National implications in urology report

A damning report of Southern District Health Board urology services has national as well as regional implications, the Urological Society of Australia and New Zealand says.

A week ago, the health and disability commissioner released an own-instigation report into urology services in the South, following 38 complaints in the space of a few months.

The report highlighted major issues with management of the service and prioritisation of its waiting lists, and found several patients had had their life expectancies lowered due to inappropriate care of their urological conditions.

USANZ president Stephen Mark said that the commissioner's recommendations were a message to all DHBs to ensure urology services were appropriately resourced.

"The report shines a spotlight on the DHB's management inadequacies in responding to demand for necessary resources," Dr Mark said.

"I hope that health services across the country will comply with the recommended guidelines to ensure the allocation of adequate personnel and resources.

"This is an opportunity to learn from what happened in Dunedin and to ensure it never occurs again."

One of the initiatives the SDHB put in place following a 2017 external review of the service were a series of "super clinics" to tackle huge waiting lists for specialist appointments and surgeries.

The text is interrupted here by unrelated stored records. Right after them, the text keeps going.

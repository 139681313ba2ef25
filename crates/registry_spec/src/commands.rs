use serde::{Deserialize, Serialize};

/// A single command declaration.
///
/// A declaration with `alias` set names another command and carries no
/// signature of its own.
#[derive(Debug, Clone, Default, PartialEq, Eq, Serialize, Deserialize)]
pub struct CommandSpec {
	pub name: String,
	#[serde(default, skip_serializing_if = "Option::is_none")]
	pub alias: Option<String>,
	#[serde(default)]
	pub return_type: String,
	#[serde(default)]
	pub params: Vec<ParamSpec>,
	/// Conditional-compilation symbol gating the implementation.
	#[serde(default, skip_serializing_if = "Option::is_none")]
	pub guard: Option<String>,
}

impl CommandSpec {
	/// Creates a full (non-alias) declaration.
	pub fn new(name: impl Into<String>, return_type: impl Into<String>, params: Vec<ParamSpec>) -> Self {
		Self {
			name: name.into(),
			alias: None,
			return_type: return_type.into(),
			params,
			guard: None,
		}
	}

	/// Creates an alias declaration.
	pub fn alias(name: impl Into<String>, target: impl Into<String>) -> Self {
		Self {
			name: name.into(),
			alias: Some(target.into()),
			..Self::default()
		}
	}

	/// Sets the guard symbol.
	pub fn with_guard(mut self, guard: impl Into<String>) -> Self {
		self.guard = Some(guard.into());
		self
	}
}

#[derive(Debug, Clone, Default, PartialEq, Eq, Serialize, Deserialize)]
pub struct ParamSpec {
	#[serde(rename = "type")]
	pub ty: String,
	pub name: String,
	/// Full declaration text, e.g. `const VkAllocationCallbacks* pAllocator`.
	#[serde(default)]
	pub decl: String,
}

impl ParamSpec {
	pub fn new(ty: impl Into<String>, name: impl Into<String>) -> Self {
		let ty = ty.into();
		let name = name.into();
		let decl = format!("{ty} {name}");
		Self { ty, name, decl }
	}

	/// Returns the declaration text, synthesizing `type name` when none was given.
	pub fn decl_text(&self) -> String {
		if self.decl.is_empty() {
			format!("{} {}", self.ty, self.name)
		} else {
			self.decl.clone()
		}
	}
}
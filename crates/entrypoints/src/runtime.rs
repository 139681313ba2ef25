//! Atomic publication of generated tables.
//!
//! Readers take a snapshot and probe it for as long as they like; a rebuild
//! produces a whole new [`EntrypointTables`] and swaps the pointer. A table is
//! never modified while published.

use std::sync::Arc;

use arc_swap::ArcSwap;

use epgen_registry_spec::{ProfileSpec, RegistrySpec};

use crate::error::GenError;
use crate::intern::EntrypointId;
use crate::tables::EntrypointTables;

pub struct SharedTables {
	current: ArcSwap<EntrypointTables>,
}

impl SharedTables {
	pub fn new(tables: EntrypointTables) -> Self {
		Self {
			current: ArcSwap::from_pointee(tables),
		}
	}

	/// Snapshot that stays valid across later swaps.
	#[inline]
	pub fn load(&self) -> Arc<EntrypointTables> {
		self.current.load_full()
	}

	#[inline]
	pub fn lookup(&self, name: &str) -> Option<EntrypointId> {
		self.current.load().lookup(name)
	}

	/// Publishes `tables`, returning the ones it replaced.
	pub fn replace(&self, tables: EntrypointTables) -> Arc<EntrypointTables> {
		self.current.swap(Arc::new(tables))
	}

	/// Regenerates from new inputs and publishes the result.
	///
	/// On error nothing is published and the current tables stay live.
	pub fn rebuild(&self, registry: &RegistrySpec, profile: &ProfileSpec) -> Result<Arc<EntrypointTables>, GenError> {
		let tables = EntrypointTables::generate(registry, profile).inspect_err(|err| {
			tracing::warn!(error = %err, "rebuild failed; keeping current tables");
		})?;
		Ok(self.replace(tables))
	}
}

impl std::fmt::Debug for SharedTables {
	fn fmt(&self, f: &mut std::fmt::Formatter<'_>) -> std::fmt::Result {
		let tables = self.current.load();
		f.debug_struct("SharedTables")
			.field("prefix", &tables.name_prefix())
			.field("entrypoints", &tables.len())
			.finish()
	}
}
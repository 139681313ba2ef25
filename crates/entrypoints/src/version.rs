//! API version values.
//!
//! A version is `major.minor` with an optional patch. When exactly one side of
//! a comparison carries a patch, the patch is ignored, so `1.1` and `1.1.80`
//! compare equal while `1.1.70` sorts before `1.1.80`.

use std::cmp::Ordering;
use std::fmt;
use std::str::FromStr;

use serde::{Deserialize, Serialize};

const MAJOR_LIMIT: u16 = 1024;
const MINOR_LIMIT: u16 = 1024;
const PATCH_LIMIT: u16 = 4096;

#[derive(Debug, Clone, PartialEq, Eq, thiserror::Error)]
pub enum VersionError {
	#[error("malformed version {0:?}")]
	Malformed(String),
	#[error("version {0:?} component out of range")]
	OutOfRange(String),
	#[error("version {0:?} does not round-trip")]
	NotCanonical(String),
}

#[derive(Debug, Clone, Copy, PartialEq, Eq, Hash, Serialize, Deserialize)]
#[serde(try_from = "String", into = "String")]
pub struct ApiVersion {
	major: u16,
	minor: u16,
	patch: Option<u16>,
}

impl ApiVersion {
	/// The version reported when not even the first declared version is available.
	pub const NONE: Self = Self {
		major: 0,
		minor: 0,
		patch: Some(0),
	};

	pub const fn new(major: u16, minor: u16) -> Self {
		Self {
			major,
			minor,
			patch: None,
		}
	}

	pub const fn with_patch(self, patch: u16) -> Self {
		Self {
			patch: Some(patch),
			..self
		}
	}

	pub const fn major(self) -> u16 {
		self.major
	}

	pub const fn minor(self) -> u16 {
		self.minor
	}

	pub const fn patch(self) -> Option<u16> {
		self.patch
	}

	/// Packs the version the way `VK_MAKE_VERSION` does; an absent patch is 0.
	pub const fn encode(self) -> u32 {
		let patch = match self.patch {
			Some(p) => p as u32,
			None => 0,
		};
		((self.major as u32) << 22) | ((self.minor as u32) << 12) | patch
	}

	/// Inverse of [`ApiVersion::encode`]; the result always carries a patch.
	pub const fn decode(raw: u32) -> Self {
		Self {
			major: ((raw >> 22) & 0x3ff) as u16,
			minor: ((raw >> 12) & 0x3ff) as u16,
			patch: Some((raw & 0xfff) as u16),
		}
	}

	/// Compares two versions, ignoring the patch if only one side has it.
	pub fn compare(&self, other: &Self) -> Ordering {
		let (a, b) = match (self.patch, other.patch) {
			(Some(_), None) | (None, Some(_)) => (self.without_patch(), other.without_patch()),
			_ => (*self, *other),
		};
		a.encode().cmp(&b.encode())
	}

	/// Compares `major.minor` only.
	pub fn compare_minor(&self, other: &Self) -> Ordering {
		(self.major, self.minor).cmp(&(other.major, other.minor))
	}

	/// Returns the lower of the two versions under [`ApiVersion::compare`].
	pub fn min(self, other: Self) -> Self {
		if other.compare(&self) == Ordering::Less { other } else { self }
	}

	const fn without_patch(self) -> Self {
		Self { patch: None, ..self }
	}
}

impl fmt::Display for ApiVersion {
	fn fmt(&self, f: &mut fmt::Formatter<'_>) -> fmt::Result {
		write!(f, "{}.{}", self.major, self.minor)?;
		if let Some(patch) = self.patch {
			write!(f, ".{patch}")?;
		}
		Ok(())
	}
}

impl FromStr for ApiVersion {
	type Err = VersionError;

	fn from_str(s: &str) -> Result<Self, Self::Err> {
		let parts: Vec<&str> = s.split('.').collect();
		if !(2..=3).contains(&parts.len()) {
			return Err(VersionError::Malformed(s.to_string()));
		}
		let num = |p: &str| p.parse::<u16>().map_err(|_| VersionError::Malformed(s.to_string()));
		let major = num(parts[0])?;
		let minor = num(parts[1])?;
		let patch = parts.get(2).map(|p| num(*p)).transpose()?;

		if major >= MAJOR_LIMIT || minor >= MINOR_LIMIT || patch.is_some_and(|p| p >= PATCH_LIMIT) {
			return Err(VersionError::OutOfRange(s.to_string()));
		}

		let version = Self { major, minor, patch };
		if version.to_string() != s {
			return Err(VersionError::NotCanonical(s.to_string()));
		}
		Ok(version)
	}
}

impl TryFrom<String> for ApiVersion {
	type Error = VersionError;

	fn try_from(s: String) -> Result<Self, Self::Error> {
		s.parse()
	}
}

impl From<ApiVersion> for String {
	fn from(v: ApiVersion) -> Self {
		v.to_string()
	}
}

Dr Mark, who helped lead the clinics, said patients had previously been let down by the service but he had been impressed by the subsequent commitment to patient care to help resolve what had become a crisis in the system.

The SDHB last week acknowledged the failings that led to unacceptable care being provided to patients in its urology service, and unreservedly apologised.

The Association of Salaried Medical Specialists said the commissioner's report was distressing.

"Medical specialists regularly raised concerns about waiting times and the lack of capacity within the service, but they fell on deaf ears," ASMS executive director Ian Powell said.

"It should serve as a broad reminder to DHB management to listen when specialists raise concerns."

Specialists had a duty to raise concerns over risks to patient safety, and health administrators had a similar duty to act promptly when they do so in order to address any such issues, Dr Powell said.

"Until such time as DHB bosses take these concerns more seriously, these sorts of tragedies are going to get worse."